§ **EXERCISE DETAILS**: Give back every entry, exactly as written.

§ **RECORD SET**:
//! Top-level module for the simplicial-complex topology.
//!
//! This module provides the core types for representing oriented simplicial
//! complexes of dimension up to three. It includes:
//! - Strongly typed handles for vertices, edges, faces and tets
//! - The signed sparse incidence matrix used for all adjacency storage
//! - The [`complex::SimplicialComplex`] container with editing, traversal,
//!   orientation, boundary and manifoldness queries
//! - Topological surgery (edge collapse, edge split, edge flip)
//! - A structural validator mirroring the container's invariants
//!
//! ## Mirror consistency
//! The complex stores each incidence relation twice: once row-major from the
//! higher simplex (EV, FE, TF) and once as the exact transpose (VE, EF, FT).
//! Every public mutation leaves the two copies perfect mirrors of each other;
//! debug builds assert this after each call.

mod _debug_invariants;
pub mod complex;
pub mod handles;
pub mod incidence;
pub mod iters;
mod surgery;
pub mod validation;

pub use complex::{DuplicateSimplexMode, SimplicialComplex};
pub use handles::{EdgeHandle, FaceHandle, Handle, SimplexKind, TetHandle, VertexHandle};
pub use validation::validate_complex;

§ **SOLUTION FOR THIS PROBLEM**:
//! Top-level module for the simplicial-complex topology.
//!
//! This module provides the core types for representing oriented simplicial
//! complexes of dimension up to three. It includes:
//! - Strongly typed handles for vertices, edges, faces and tets
//! - The signed sparse incidence matrix used for all adjacency storage
//! - The [`complex::SimplicialComplex`] container with editing, traversal,
//!   orientation, boundary and manifoldness queries
//! - Topological surgery (edge collapse, edge split, edge flip)
//! - A structural validator mirroring the container's invariants
//!
//! ## Mirror consistency
//! The complex stores each incidence relation twice: once row-major from the
//! higher simplex (EV, FE, TF) and once as the exact transpose (VE, EF, FT).
//! Every public mutation leaves the two copies perfect mirrors of each other;
//! debug builds assert this after each call.

mod _debug_invariants;
pub mod complex;
pub mod handles;
pub mod incidence;
pub mod iters;
mod surgery;
pub mod validation;

pub use complex::{DuplicateSimplexMode, SimplicialComplex};
pub use handles::{EdgeHandle, FaceHandle, Handle, SimplexKind, TetHandle, VertexHandle};
pub use validation::validate_complex;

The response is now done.